TASK DESCRIPTION – Your task is to copy the lines of the data below from the line holding "stdout().execute(cursor::Show)?;" through the line holding "pub struct ChatAuthor", inclusive, exactly and with nothing added.
Start of DATA PROVIDED
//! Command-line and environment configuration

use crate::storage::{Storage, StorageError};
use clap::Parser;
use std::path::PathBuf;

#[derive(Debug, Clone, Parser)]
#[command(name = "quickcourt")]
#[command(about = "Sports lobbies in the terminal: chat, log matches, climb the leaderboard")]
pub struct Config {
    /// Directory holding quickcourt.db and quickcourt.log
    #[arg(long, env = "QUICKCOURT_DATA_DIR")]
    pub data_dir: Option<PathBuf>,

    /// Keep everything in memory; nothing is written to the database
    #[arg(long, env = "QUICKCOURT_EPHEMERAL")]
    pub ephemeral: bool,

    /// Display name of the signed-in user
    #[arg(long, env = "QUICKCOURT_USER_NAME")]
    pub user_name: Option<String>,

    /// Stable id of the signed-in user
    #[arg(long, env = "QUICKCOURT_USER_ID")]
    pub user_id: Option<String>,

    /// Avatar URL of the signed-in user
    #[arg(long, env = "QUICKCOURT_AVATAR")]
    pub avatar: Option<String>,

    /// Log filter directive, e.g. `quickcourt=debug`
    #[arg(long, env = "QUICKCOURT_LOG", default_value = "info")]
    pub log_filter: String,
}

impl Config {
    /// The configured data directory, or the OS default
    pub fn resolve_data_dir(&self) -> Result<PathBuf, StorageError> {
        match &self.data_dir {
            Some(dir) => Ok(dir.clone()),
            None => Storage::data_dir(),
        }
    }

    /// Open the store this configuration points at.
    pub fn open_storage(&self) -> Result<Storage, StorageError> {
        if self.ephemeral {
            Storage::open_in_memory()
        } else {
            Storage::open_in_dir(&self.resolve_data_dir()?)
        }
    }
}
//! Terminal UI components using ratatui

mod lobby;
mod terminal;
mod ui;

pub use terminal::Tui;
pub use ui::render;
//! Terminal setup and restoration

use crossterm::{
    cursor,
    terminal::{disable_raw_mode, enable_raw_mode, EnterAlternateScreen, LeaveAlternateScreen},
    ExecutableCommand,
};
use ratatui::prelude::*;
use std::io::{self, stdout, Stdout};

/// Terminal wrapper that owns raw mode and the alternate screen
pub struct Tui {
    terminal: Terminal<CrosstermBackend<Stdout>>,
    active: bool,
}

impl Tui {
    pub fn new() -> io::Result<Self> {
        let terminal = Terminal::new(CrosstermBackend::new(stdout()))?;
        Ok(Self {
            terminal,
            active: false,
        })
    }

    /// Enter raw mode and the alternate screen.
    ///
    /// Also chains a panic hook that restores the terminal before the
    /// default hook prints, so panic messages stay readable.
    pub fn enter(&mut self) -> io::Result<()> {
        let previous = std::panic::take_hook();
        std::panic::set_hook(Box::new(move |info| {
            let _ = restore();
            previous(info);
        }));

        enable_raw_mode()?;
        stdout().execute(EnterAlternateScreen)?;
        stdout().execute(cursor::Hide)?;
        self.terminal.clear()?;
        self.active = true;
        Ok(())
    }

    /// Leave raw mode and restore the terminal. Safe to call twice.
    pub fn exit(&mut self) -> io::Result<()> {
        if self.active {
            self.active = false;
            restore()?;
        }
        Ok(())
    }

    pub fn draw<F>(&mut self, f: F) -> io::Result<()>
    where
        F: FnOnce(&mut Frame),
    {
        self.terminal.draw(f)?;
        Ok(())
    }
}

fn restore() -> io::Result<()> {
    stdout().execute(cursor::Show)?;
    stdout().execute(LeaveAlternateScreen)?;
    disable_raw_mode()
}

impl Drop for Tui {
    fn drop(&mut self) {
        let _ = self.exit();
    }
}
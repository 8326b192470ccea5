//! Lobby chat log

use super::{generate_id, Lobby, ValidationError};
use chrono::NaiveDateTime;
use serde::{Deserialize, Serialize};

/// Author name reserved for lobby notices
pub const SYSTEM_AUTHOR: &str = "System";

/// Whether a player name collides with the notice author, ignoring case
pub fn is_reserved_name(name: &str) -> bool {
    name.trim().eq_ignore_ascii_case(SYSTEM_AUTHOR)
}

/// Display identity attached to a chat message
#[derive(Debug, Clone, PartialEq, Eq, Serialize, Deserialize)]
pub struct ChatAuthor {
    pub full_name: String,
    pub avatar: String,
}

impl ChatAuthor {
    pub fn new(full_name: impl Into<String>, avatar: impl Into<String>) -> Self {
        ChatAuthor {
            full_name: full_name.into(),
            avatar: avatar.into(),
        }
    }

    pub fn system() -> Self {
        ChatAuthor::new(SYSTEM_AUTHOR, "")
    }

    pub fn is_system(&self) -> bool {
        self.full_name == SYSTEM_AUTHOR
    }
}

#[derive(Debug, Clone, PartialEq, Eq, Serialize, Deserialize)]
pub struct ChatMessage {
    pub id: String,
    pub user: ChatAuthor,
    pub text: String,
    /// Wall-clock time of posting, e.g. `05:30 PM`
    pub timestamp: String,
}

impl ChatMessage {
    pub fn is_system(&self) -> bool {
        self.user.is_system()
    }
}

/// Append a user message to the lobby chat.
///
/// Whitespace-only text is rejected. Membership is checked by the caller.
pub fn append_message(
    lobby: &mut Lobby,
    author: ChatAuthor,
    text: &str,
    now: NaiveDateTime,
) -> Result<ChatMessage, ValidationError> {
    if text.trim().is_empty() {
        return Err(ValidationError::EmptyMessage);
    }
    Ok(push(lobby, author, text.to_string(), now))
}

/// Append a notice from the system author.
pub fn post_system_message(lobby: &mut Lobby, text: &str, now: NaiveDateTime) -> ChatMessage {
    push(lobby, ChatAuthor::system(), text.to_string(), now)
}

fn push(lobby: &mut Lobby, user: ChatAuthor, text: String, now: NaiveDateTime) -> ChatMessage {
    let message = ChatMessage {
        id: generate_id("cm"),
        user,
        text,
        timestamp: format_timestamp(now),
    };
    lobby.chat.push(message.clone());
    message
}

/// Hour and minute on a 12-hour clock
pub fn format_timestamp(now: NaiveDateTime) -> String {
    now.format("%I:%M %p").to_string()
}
End of DATA PROVIDED
REPLY –
    stdout().execute(cursor::Show)?;
    stdout().execute(LeaveAlternateScreen)?;
    disable_raw_mode()
}

impl Drop for Tui {
    fn drop(&mut self) {
        let _ = self.exit();
    }
}
repository 8326b192470ccea5
//! Lobby chat log

use super::{generate_id, Lobby, ValidationError};
use chrono::NaiveDateTime;
use serde::{Deserialize, Serialize};

/// Author name reserved for lobby notices
pub const SYSTEM_AUTHOR: &str = "System";

/// Whether a player name collides with the notice author, ignoring case
pub fn is_reserved_name(name: &str) -> bool {
    name.trim().eq_ignore_ascii_case(SYSTEM_AUTHOR)
}

/// Display identity attached to a chat message
#[derive(Debug, Clone, PartialEq, Eq, Serialize, Deserialize)]
pub struct ChatAuthor {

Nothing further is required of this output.